**Requirement**
Give the lines again exactly as they appear, beginning at the one with "Ok(result.rows_affected())" and ending at the last line of the records.

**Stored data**
● ● ● ● ● ● ●
//! Tile based anti-aliasing rasterizer
//!
//! Paths are converted into 8 bit coverage handed out in 32 x 32 tiles,
//! for a compositor to blend with.
//!
//! # Example
//!
//! ```
//! use marlin::*;
//!
//! let pool = RendererContextPool::new(RendererConfig::from_env());
//! let mut path = Path::new();
//! path.polygon(&[(10.0, 10.0), (70.0, 10.0), (40.0, 60.0)]);
//!
//! let clip = Rectangle::new(0, 0, 100, 100);
//! let mut gen = pool.rasterize(&path, FillingRule::NonZero, clip).unwrap();
//! let mask = AlphaMask::from_generator(&mut gen, 100, 100);
//! gen.dispose();
//!
//! assert_eq!(mask.get(40, 20), 255);
//! assert_eq!(mask.get(5, 5), 0);
//! ```

// How does this work
//    pool = RendererContextPool(config)
//    ctx  = pool.acquire()                 -- Renderer + CoverageCache
//  Path Operations
//    move_to, line_to, quad_to, curve_to, close_path, add_path
//     curves flattened to lines
//     clip.line_to()                       -- sub-pixel space, 17 x 15 per pixel
//       Edge::new()                        -- 32.32 fixed point x, half open rows
//     Output: EdgeList, bounding box
//  Tiles
//   TileGenerator::new(ctx)
//     path_done()
//       sort edges by first row
//     render_band()                        -- 32 pixel rows at a time
//       ActiveEdgeList::update()
//       walk crossings with the filling rule, spans into a delta row
//       sum deltas into alpha, CoverageCache::copy_row() -- raw or runs
//   tile_width(), typical_alpha(), get_alpha() / next_tile()
//   dispose()                              -- context back to the pool

pub mod config;
pub mod path;
pub mod clip;
pub mod edge;
pub mod cache;
pub mod renderer;
pub mod stats;
pub mod pool;
pub mod tile;
pub mod mask;

pub use config::*;
pub use path::*;
pub use clip::*;
pub use edge::*;
pub use cache::*;
pub use renderer::*;
pub use stats::*;
pub use pool::*;
pub use tile::*;
pub use mask::*;

/// Tile size, log 2
pub const TILE_SIZE_LG : usize = 5;
/// Tile width and height in pixels
pub const TILE_SIZE : usize = 1 << TILE_SIZE_LG;
/// Sample columns per pixel
pub const SUBPIXEL_POSITIONS_X : i32 = 17;
/// Sample rows per pixel
pub const SUBPIXEL_POSITIONS_Y : i32 = 15;
/// Alpha of a fully covered pixel, one unit per sample
pub const MAX_AA_ALPHA : i32 = SUBPIXEL_POSITIONS_X * SUBPIXEL_POSITIONS_Y;

const _: () = assert!(MAX_AA_ALPHA == 255);

/// Largest pixel coordinate reachable in a pass, either sign
///
/// Clip boxes are clamped to it. Sub-pixel rows and columns then fit an
/// `i32`, and a row of the widest bbox fits the 24 bit run lengths of the
/// cache.
pub const MAX_COORD : i32 = (1 << 23) - 1;

const _: () = assert!(2 * MAX_COORD < 1 << 24);
const _: () = assert!((MAX_COORD as i64 + 1) * (SUBPIXEL_POSITIONS_X as i64) < i32::MAX as i64);
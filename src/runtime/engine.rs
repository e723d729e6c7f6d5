/// Workflow run controller
///
/// Plans a workflow with petgraph, then walks the plan sequentially: condition
/// blocks gate which branch executes, repeat modules re-run a target step, and
/// every executed module contributes to the run result. Variables are loaded
/// once before the first module and merged back once after the last.

use crate::error::EngineError;
use crate::runtime::executor::{ModuleExecutor, ModuleResult};
use crate::runtime::logger::WorkflowLogger;
use crate::runtime::modules::RepeatIntent;
use crate::runtime::plan::ExecutionPlan;
use crate::runtime::variables::{keys, Variables};
use crate::storage::{LogSink, VariableStore};
use crate::workflow::types::{ModuleType, Workflow};
use serde::Serialize;
use serde_json::json;
use std::{collections::BTreeMap, sync::Arc};

/// Branch gating state while walking a plan
#[derive(Debug, Clone, PartialEq, Eq)]
enum BranchState {
    Normal,
    /// Inside a condition block; `None` when the condition selected nothing
    InBlock(Option<String>),
}

impl BranchState {
    fn admits(&self, tag: &str) -> bool {
        matches!(self, BranchState::InBlock(Some(active)) if active == tag)
    }
}

/// Aggregated result of one workflow run
#[derive(Debug, Clone, Serialize)]
pub struct RunReport {
    pub workflow_id: String,
    /// True when every executed module succeeded
    pub success: bool,
    /// Results keyed by module id; skipped modules are absent
    pub results: BTreeMap<String, ModuleResult>,
    /// "name (type label)" of every planned module, skipped ones included
    pub module_names: BTreeMap<String, String>,
    /// First failure in execution order, as "module name: error"
    #[serde(skip_serializing_if = "Option::is_none")]
    pub error: Option<String>,
    pub duration_ms: u64,
}

impl RunReport {
    /// Summary stored as the workflow's `last_result`
    pub fn summary(&self) -> String {
        match &self.error {
            None => "success".to_string(),
            Some(error) => format!("failed: {error}"),
        }
    }
}

/// Executes workflows one module at a time
pub struct ExecutionEngine {
    executor: Arc<ModuleExecutor>,
    variables: Arc<dyn VariableStore>,
    logs: Arc<dyn LogSink>,
}

impl ExecutionEngine {
    pub fn new(
        executor: Arc<ModuleExecutor>,
        variables: Arc<dyn VariableStore>,
        logs: Arc<dyn LogSink>,
    ) -> Self {
        Self {
            executor,
            variables,
            logs,
        }
    }

    pub fn logs(&self) -> &Arc<dyn LogSink> {
        &self.logs
    }

    /// Run `workflow` to completion
    ///
    /// Structural problems (cycles, dangling connections, nested blocks) and
    /// variable store failures abort the run before or after the module walk;
    /// module failures only mark the report as failed.
    pub async fn execute_workflow(&self, workflow: &Workflow) -> Result<RunReport, EngineError> {
        let workflow_start_time = std::time::Instant::now();
        let log = WorkflowLogger::new(Arc::clone(&self.logs), workflow.id.as_str());
        log.info(
            format!("🚀 Starting workflow '{}'", workflow.name),
            Some(json!({ "modules": workflow.modules.len(), "connections": workflow.connections.len() })),
        )
        .await;

        let plan = match ExecutionPlan::build(workflow) {
            Ok(plan) => plan,
            Err(err) => {
                log.error(format!("❌ Workflow '{}' cannot run: {err}", workflow.name), None)
                    .await;
                return Err(err);
            }
        };
        tracing::debug!(
            "📋 Execution order: {:?}",
            plan.steps()
                .iter()
                .map(|step| format!("{} {}", step.position, step.module.id))
                .collect::<Vec<_>>()
        );

        let mut vars = Variables::from_persisted(self.variables.load_all().await?);
        let mut report = RunReport {
            workflow_id: workflow.id.clone(),
            success: true,
            results: BTreeMap::new(),
            module_names: plan
                .steps()
                .iter()
                .map(|step| (step.module.id.clone(), step.module.display_name()))
                .collect(),
            error: None,
            duration_ms: 0,
        };
        let mut state = BranchState::Normal;

        for (step_num, step) in plan.steps().iter().enumerate() {
            let module = step.module;
            if let Some(tag) = step.position.branch_tag() {
                if !state.admits(tag) {
                    tracing::debug!("⏭️ Skipping module {} (branch {} inactive)", module.id, tag);
                    continue;
                }
            }

            tracing::info!(
                "📍 Step {}/{} [{}]: '{}' ({})",
                step_num + 1,
                plan.len(),
                step.position,
                module.name,
                module.module_type
            );
            let mut result = self.executor.execute(module, &mut vars, &log).await;

            match module.module_type {
                ModuleType::Condition => state = BranchState::InBlock(result.branch.clone()),
                ModuleType::ConditionEnd => state = BranchState::Normal,
                _ => {}
            }
            if let Some(intent) = result.repeat.take() {
                self.run_repeat(&plan, &intent, &mut vars, &log).await;
            }

            if !result.success {
                report.success = false;
                if report.error.is_none() {
                    report.error = Some(format!(
                        "{}: {}",
                        module.name,
                        result.error.as_deref().unwrap_or("failed")
                    ));
                }
            }
            report.results.insert(module.id.clone(), result);
        }

        self.variables.save_all(&vars.into_persisted()).await?;
        report.duration_ms = workflow_start_time.elapsed().as_millis() as u64;

        match &report.error {
            None => {
                log.info(
                    format!("🎉 Workflow '{}' completed in {}ms", workflow.name, report.duration_ms),
                    None,
                )
                .await
            }
            Some(error) => {
                log.error(format!("❌ Workflow '{}' failed: {error}", workflow.name), None)
                    .await
            }
        }
        Ok(report)
    }

    /// Re-run the step labelled `intent.target`; failures are logged only
    async fn run_repeat(
        &self,
        plan: &ExecutionPlan<'_>,
        intent: &RepeatIntent,
        vars: &mut Variables,
        log: &WorkflowLogger,
    ) {
        let Some(target) = plan.find_by_label(&intent.target) else {
            clear_repeat_state(vars);
            log.warning(
                format!("Repeat target '{}' does not match any module position", intent.target),
                None,
            )
            .await;
            return;
        };

        for iteration in 1..=intent.times {
            vars.set(keys::REPEAT_CURRENT, iteration);
            tracing::debug!(
                "🔁 Repeat {}/{} of module {}",
                iteration,
                intent.times,
                target.module.id
            );
            let result = self.executor.execute(target.module, vars, log).await;
            if !result.success {
                log.warning(
                    format!(
                        "Repeat {iteration}/{} of '{}' failed: {}",
                        intent.times,
                        target.module.name,
                        result.error.as_deref().unwrap_or("failed")
                    ),
                    None,
                )
                .await;
            }
            if iteration < intent.times && !intent.interval.is_zero() {
                tokio::time::sleep(intent.interval).await;
            }
        }

        clear_repeat_state(vars);
    }
}

fn clear_repeat_state(vars: &mut Variables) {
    vars.remove(keys::REPEAT_MODULE);
    vars.remove(keys::REPEAT_TIMES);
    vars.remove(keys::REPEAT_CURRENT);
}
/// SQLite-backed variable store
///
/// One row per variable, values kept as JSON text in a TEXT column. Reads cast
/// to text so rows written with numeric affinity still decode.

use crate::error::StorageError;
use crate::runtime::variables::VariableMap;
use crate::storage::VariableStore;
use async_trait::async_trait;
use sqlx::{sqlite::SqlitePool, Row};

#[derive(Debug, Clone)]
pub struct SqliteVariableStore {
    pool: SqlitePool,
}

impl SqliteVariableStore {
    pub fn new(pool: SqlitePool) -> Self {
        Self { pool }
    }
}

#[async_trait]
impl VariableStore for SqliteVariableStore {
    async fn load_all(&self) -> Result<VariableMap, StorageError> {
        let rows = sqlx::query("SELECT name, CAST(value AS TEXT) AS value FROM variables")
            .fetch_all(&self.pool)
            .await?;

        let mut variables = VariableMap::with_capacity(rows.len());
        for row in rows {
            let name: String = row.try_get("name")?;
            let value: String = row.try_get("value")?;
            variables.insert(name, serde_json::from_str(&value)?);
        }
        Ok(variables)
    }

    async fn save_all(&self, variables: &VariableMap) -> Result<(), StorageError> {
        let mut tx = self.pool.begin().await?;

        for (name, value) in variables {
            sqlx::query(
                r#"
                INSERT INTO variables (name, value, updated_at)
                VALUES (?, ?, CURRENT_TIMESTAMP)
                ON CONFLICT(name) DO UPDATE SET
                    value = excluded.value,
                    updated_at = CURRENT_TIMESTAMP
                "#,
            )
            .bind(name)
            .bind(serde_json::to_string(value)?)
            .execute(&mut *tx)
            .await?;
        }

        tx.commit().await?;
        tracing::debug!("💾 Persisted {} variables", variables.len());
        Ok(())
    }
}

#[cfg(test)]
mod tests {
    use super::*;
    use crate::storage::Database;
    use serde_json::json;

    #[tokio::test]
    async fn save_all_merges_with_stored_values() {
        let store = Database::in_memory().await.unwrap().variables();

        let mut first = VariableMap::new();
        first.insert("token".into(), json!("abc"));
        first.insert("count".into(), json!(1));
        store.save_all(&first).await.unwrap();

        let mut second = VariableMap::new();
        second.insert("count".into(), json!(2));
        second.insert("flags".into(), json!({"beta": true}));
        store.save_all(&second).await.unwrap();

        let loaded = store.load_all().await.unwrap();
        assert_eq!(loaded.len(), 3);
        assert_eq!(loaded["token"], json!("abc"));
        assert_eq!(loaded["count"], json!(2));
        assert_eq!(loaded["flags"], json!({"beta": true}));
    }

    #[tokio::test]
    async fn numeric_values_reload_after_a_run() {
        let store = Database::in_memory().await.unwrap().variables();

        let mut values = VariableMap::new();
        values.insert("status".into(), json!(0));
        values.insert("total".into(), json!(4.5));
        values.insert("digits".into(), json!("42"));
        store.save_all(&values).await.unwrap();

        let loaded = store.load_all().await.unwrap();
        assert_eq!(loaded["status"], json!(0));
        assert_eq!(loaded["total"], json!(4.5));
        assert_eq!(loaded["digits"], json!("42"));
    }

    #[tokio::test]
    async fn legacy_numeric_affinity_rows_still_load() {
        let database = Database::in_memory().await.unwrap();
        sqlx::query("DROP TABLE variables").execute(database.pool()).await.unwrap();
        sqlx::query("CREATE TABLE variables (name TEXT PRIMARY KEY, value JSON NOT NULL, updated_at TIMESTAMP)")
            .execute(database.pool())
            .await
            .unwrap();
        let store = database.variables();

        let mut values = VariableMap::new();
        values.insert("count".into(), json!(1));
        store.save_all(&values).await.unwrap();
        assert_eq!(store.load_all().await.unwrap()["count"], json!(1));
    }
}
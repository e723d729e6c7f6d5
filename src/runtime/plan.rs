/// Petgraph-based execution planning
///
/// Builds the dependency graph of a workflow, orders it so every source runs
/// before its targets, and assigns each module its execution position. A
/// `condition` opens a branch block that the next `condition_end` closes;
/// modules inside the block are positioned under the condition's sequence
/// number and tagged with their branch.

use crate::error::EngineError;
use crate::workflow::types::{Module, ModuleType, Workflow};
use petgraph::graph::{DiGraph, NodeIndex};
use petgraph::Direction;
use std::{collections::HashMap, fmt};

/// Branch membership of a module inside a condition block
#[derive(Debug, Clone, PartialEq, Eq)]
pub struct BranchRef {
    /// Sequence number of the opening condition
    pub parent: u32,
    /// Branch tag the module belongs to
    pub tag: String,
}

/// Execution position of a planned module
///
/// Modules inside a block share their condition's sequence number and carry
/// a branch reference; every other module owns its sequence number.
#[derive(Debug, Clone, PartialEq, Eq)]
pub struct Position {
    pub sequence: u32,
    pub branch: Option<BranchRef>,
}

impl Position {
    fn sequenced(sequence: u32) -> Self {
        Self {
            sequence,
            branch: None,
        }
    }

    fn in_branch(parent: u32, tag: String) -> Self {
        Self {
            sequence: parent,
            branch: Some(BranchRef { parent, tag }),
        }
    }

    pub fn branch_tag(&self) -> Option<&str> {
        self.branch.as_ref().map(|branch| branch.tag.as_str())
    }

    /// Display label, `"3"` or `"3.if_true"`, also used as a repeat target
    pub fn label(&self) -> String {
        self.to_string()
    }
}

impl fmt::Display for Position {
    fn fmt(&self, f: &mut fmt::Formatter<'_>) -> fmt::Result {
        match &self.branch {
            Some(branch) => write!(f, "{}.{}", branch.parent, branch.tag),
            None => write!(f, "{}", self.sequence),
        }
    }
}

/// A module with its assigned position
#[derive(Debug, Clone)]
pub struct PlannedStep<'a> {
    pub module: &'a Module,
    pub position: Position,
}

/// Linear, branch-annotated execution sequence of one workflow
#[derive(Debug, Clone)]
pub struct ExecutionPlan<'a> {
    steps: Vec<PlannedStep<'a>>,
}

impl<'a> ExecutionPlan<'a> {
    /// Order the workflow and assign positions
    ///
    /// Fails before anything runs when the graph has a cycle, a connection
    /// names an unknown module, or condition blocks are nested.
    pub fn build(workflow: &'a Workflow) -> Result<Self, EngineError> {
        let graph = DependencyGraph::build(workflow)?;
        let order = graph.topological_order()?;
        let steps = assign_positions(order)?;

        tracing::debug!(
            "📋 Execution plan for '{}': {:?}",
            workflow.id,
            steps
                .iter()
                .map(|step| format!("{}={}", step.position, step.module.id))
                .collect::<Vec<_>>()
        );

        Ok(Self { steps })
    }

    pub fn steps(&self) -> &[PlannedStep<'a>] {
        &self.steps
    }

    pub fn len(&self) -> usize {
        self.steps.len()
    }

    pub fn is_empty(&self) -> bool {
        self.steps.is_empty()
    }

    /// First step whose position label equals `label`
    pub fn find_by_label(&self, label: &str) -> Option<&PlannedStep<'a>> {
        let label = normalize_label(label);
        self.steps.iter().find(|step| step.position.label() == label)
    }
}

/// Integral numbers written as floats (`"2.0"`) name the same step as `"2"`
fn normalize_label(label: &str) -> String {
    let label = label.trim();
    match label.parse::<f64>() {
        Ok(number) if number >= 0.0 && number.fract() == 0.0 && number < u32::MAX as f64 => {
            (number as u32).to_string()
        }
        _ => label.to_string(),
    }
}

/// Module order without positions
pub fn execution_order(workflow: &Workflow) -> Result<Vec<&Module>, EngineError> {
    DependencyGraph::build(workflow)?.topological_order()
}

#[derive(Debug, Clone, Copy, PartialEq, Eq)]
enum Mark {
    Unvisited,
    InProgress,
    Done,
}

/// Internal representation of a workflow as a petgraph graph (edge source -> target)
struct DependencyGraph<'a> {
    graph: DiGraph<&'a Module, ()>,
}

impl<'a> DependencyGraph<'a> {
    fn build(workflow: &'a Workflow) -> Result<Self, EngineError> {
        let mut graph = DiGraph::with_capacity(workflow.modules.len(), workflow.connections.len());
        let mut module_id_to_index: HashMap<&str, NodeIndex> = HashMap::new();

        for module in &workflow.modules {
            let index = graph.add_node(module);
            module_id_to_index.insert(module.id.as_str(), index);
        }

        let lookup = |module_id: &str, side: &'static str| {
            module_id_to_index
                .get(module_id)
                .copied()
                .ok_or_else(|| EngineError::UnknownModuleReference {
                    module_id: module_id.to_string(),
                    side,
                })
        };

        for connection in &workflow.connections {
            let source = lookup(&connection.source, "source")?;
            let target = lookup(&connection.target, "target")?;
            graph.update_edge(source, target, ());
        }

        Ok(Self { graph })
    }

    /// Sources of `node` in declaration order, reversed for popping
    fn pending_sources(&self, node: NodeIndex) -> Vec<NodeIndex> {
        let mut sources: Vec<NodeIndex> = self
            .graph
            .neighbors_directed(node, Direction::Incoming)
            .collect();
        sources.sort_unstable_by(|a, b| b.cmp(a));
        sources
    }

    /// Depth-first walk from each module to its sources, in declaration order
    ///
    /// A source still in progress when reached again closes a cycle.
    fn topological_order(&self) -> Result<Vec<&'a Module>, EngineError> {
        let mut marks = vec![Mark::Unvisited; self.graph.node_count()];
        let mut order = Vec::with_capacity(self.graph.node_count());

        for start in self.graph.node_indices() {
            if marks[start.index()] != Mark::Unvisited {
                continue;
            }

            marks[start.index()] = Mark::InProgress;
            let mut stack = vec![(start, self.pending_sources(start))];

            while let Some(frame) = stack.last_mut() {
                let node = frame.0;
                match frame.1.pop() {
                    Some(source) => match marks[source.index()] {
                        Mark::InProgress => {
                            return Err(EngineError::CyclicDependency {
                                module_id: self.graph[source].id.clone(),
                            });
                        }
                        Mark::Unvisited => {
                            marks[source.index()] = Mark::InProgress;
                            let pending = self.pending_sources(source);
                            stack.push((source, pending));
                        }
                        Mark::Done => {}
                    },
                    None => {
                        marks[node.index()] = Mark::Done;
                        order.push(self.graph[node]);
                        stack.pop();
                    }
                }
            }
        }

        Ok(order)
    }
}

/// Branch tag of a module inside a block: explicit `branch` config, else its name
fn branch_tag(module: &Module) -> String {
    match module.config.get("branch").and_then(|value| value.as_str()) {
        Some(tag) if !tag.trim().is_empty() => tag.trim().to_string(),
        _ => module.name.clone(),
    }
}

fn assign_positions(order: Vec<&Module>) -> Result<Vec<PlannedStep<'_>>, EngineError> {
    let mut steps = Vec::with_capacity(order.len());
    let mut next_sequence = 1u32;
    let mut open_block: Option<u32> = None;

    for module in order {
        let position = match module.module_type {
            ModuleType::Condition => {
                if open_block.is_some() {
                    return Err(EngineError::NestedConditionBlock {
                        module_id: module.id.clone(),
                    });
                }
                open_block = Some(next_sequence);
                next_sequence += 1;
                Position::sequenced(next_sequence - 1)
            }
            ModuleType::ConditionEnd => {
                open_block = None;
                next_sequence += 1;
                Position::sequenced(next_sequence - 1)
            }
            _ => match open_block {
                Some(parent) => Position::in_branch(parent, branch_tag(module)),
                None => {
                    next_sequence += 1;
                    Position::sequenced(next_sequence - 1)
                }
            },
        };
        steps.push(PlannedStep { module, position });
    }

    Ok(steps)
}
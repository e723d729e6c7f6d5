/// SQLite-backed log sink
///
/// Entries are append-only apart from warning cleanup and retention trimming.
/// Retention keeps the newest `max_entries` system entries and, separately,
/// the newest `max_entries` workflow entries.

use crate::error::StorageError;
use crate::storage::{LogEntry, LogFilter, LogLevel, LogSink, SYSTEM_SOURCE};
use async_trait::async_trait;
use chrono::{DateTime, Utc};
use serde_json::Value;
use sqlx::{
    sqlite::{SqlitePool, SqliteRow},
    Row,
};

#[derive(Debug, Clone)]
pub struct SqliteLogSink {
    pool: SqlitePool,
    /// Per-class retention limit, 0 keeps everything
    max_entries: usize,
}

impl SqliteLogSink {
    pub fn new(pool: SqlitePool, max_entries: usize) -> Self {
        Self { pool, max_entries }
    }

    async fn trim(&self, system: bool) -> Result<(), StorageError> {
        if self.max_entries == 0 {
            return Ok(());
        }

        let removed = sqlx::query(
            r#"
            DELETE FROM logs
            WHERE (source = ?1) = ?2 AND seq <= (
                SELECT seq FROM logs
                WHERE (source = ?1) = ?2
                ORDER BY seq DESC
                LIMIT 1 OFFSET ?3
            )
            "#,
        )
        .bind(SYSTEM_SOURCE)
        .bind(system)
        .bind(self.max_entries as i64)
        .execute(&self.pool)
        .await?
        .rows_affected();

        if removed > 0 {
            tracing::debug!("🧹 Trimmed {} old log entries", removed);
        }
        Ok(())
    }
}

fn decode_entry(row: &SqliteRow) -> Result<LogEntry, StorageError> {
    let timestamp: String = row.try_get("timestamp")?;
    let timestamp = DateTime::parse_from_rfc3339(&timestamp)
        .map_err(|e| StorageError::Corrupt(format!("bad log timestamp '{timestamp}': {e}")))?
        .with_timezone(&Utc);
    let level: String = row.try_get("level")?;
    let details: Option<String> = row.try_get("details")?;

    Ok(LogEntry {
        id: row.try_get("id")?,
        timestamp,
        level: level.parse()?,
        source: row.try_get("source")?,
        message: row.try_get("message")?,
        details: details
            .map(|details| serde_json::from_str::<Value>(&details))
            .transpose()?,
    })
}

#[async_trait]
impl LogSink for SqliteLogSink {
    async fn append(
        &self,
        level: LogLevel,
        source: &str,
        message: &str,
        details: Option<Value>,
    ) -> Result<LogEntry, StorageError> {
        let entry = LogEntry::new(level, source, message, details);
        let details_json = entry
            .details
            .as_ref()
            .map(serde_json::to_string)
            .transpose()?;

        sqlx::query(
            r#"
            INSERT INTO logs (id, timestamp, level, source, message, details)
            VALUES (?, ?, ?, ?, ?, ?)
            "#,
        )
        .bind(&entry.id)
        .bind(entry.timestamp.to_rfc3339())
        .bind(entry.level.as_str())
        .bind(&entry.source)
        .bind(&entry.message)
        .bind(details_json)
        .execute(&self.pool)
        .await?;

        self.trim(entry.is_system()).await?;
        Ok(entry)
    }

    async fn clear_warnings(&self, workflow_id: &str) -> Result<u64, StorageError> {
        let result = sqlx::query("DELETE FROM logs WHERE source = ? AND level = ?")
            .bind(workflow_id)
            .bind(LogLevel::Warning.as_str())
            .execute(&self.pool)
            .await?;
        Ok(result.rows_affected())
    }

    async fn list(&self, filter: &LogFilter) -> Result<Vec<LogEntry>, StorageError> {
        let rows = sqlx::query(
            r#"
            SELECT id, timestamp, level, source, message, details FROM logs
            WHERE (?1 IS NULL OR source = ?1) AND (?2 IS NULL OR level = ?2)
            ORDER BY seq DESC
            LIMIT ?3
            "#,
        )
        .bind(filter.source.as_deref())
        .bind(filter.level.map(|level| level.as_str()))
        .bind(filter.limit as i64)
        .fetch_all(&self.pool)
        .await?;

        rows.iter().map(decode_entry).collect()
    }
}
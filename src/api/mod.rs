/// HTTP API Layer
///
/// This module provides the REST API endpoints. It handles:
/// - Workflow CRUD operations with schedule re-sync
/// - Manual runs, next fire time and run logs
/// - Live notification channel settings

// Workflow management endpoints (POST/GET/PUT/DELETE, run, next-run, logs)
pub mod workflows;

// Notification settings endpoints
pub mod settings;

// Re-export router builders
pub use settings::create_settings_routes;
pub use workflows::{create_workflow_routes, AppState};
● ● ● ● ● ● ●
**Problem solution**
        Ok(result.rows_affected())
    }

    async fn list(&self, filter: &LogFilter) -> Result<Vec<LogEntry>, StorageError> {
        let rows = sqlx::query(
            r#"
            SELECT id, timestamp, level, source, message, details FROM logs
            WHERE (?1 IS NULL OR source = ?1) AND (?2 IS NULL OR level = ?2)
            ORDER BY seq DESC
            LIMIT ?3
            "#,
        )
        .bind(filter.source.as_deref())
        .bind(filter.level.map(|level| level.as_str()))
        .bind(filter.limit as i64)
        .fetch_all(&self.pool)
        .await?;

        rows.iter().map(decode_entry).collect()
    }
}
filename src/api/mod.rs
/// HTTP API Layer
///
/// This module provides the REST API endpoints. It handles:
/// - Workflow CRUD operations with schedule re-sync
/// - Manual runs, next fire time and run logs
/// - Live notification channel settings

// Workflow management endpoints (POST/GET/PUT/DELETE, run, next-run, logs)
pub mod workflows;

// Notification settings endpoints
pub mod settings;

// Re-export router builders
pub use settings::create_settings_routes;
pub use workflows::{create_workflow_routes, AppState};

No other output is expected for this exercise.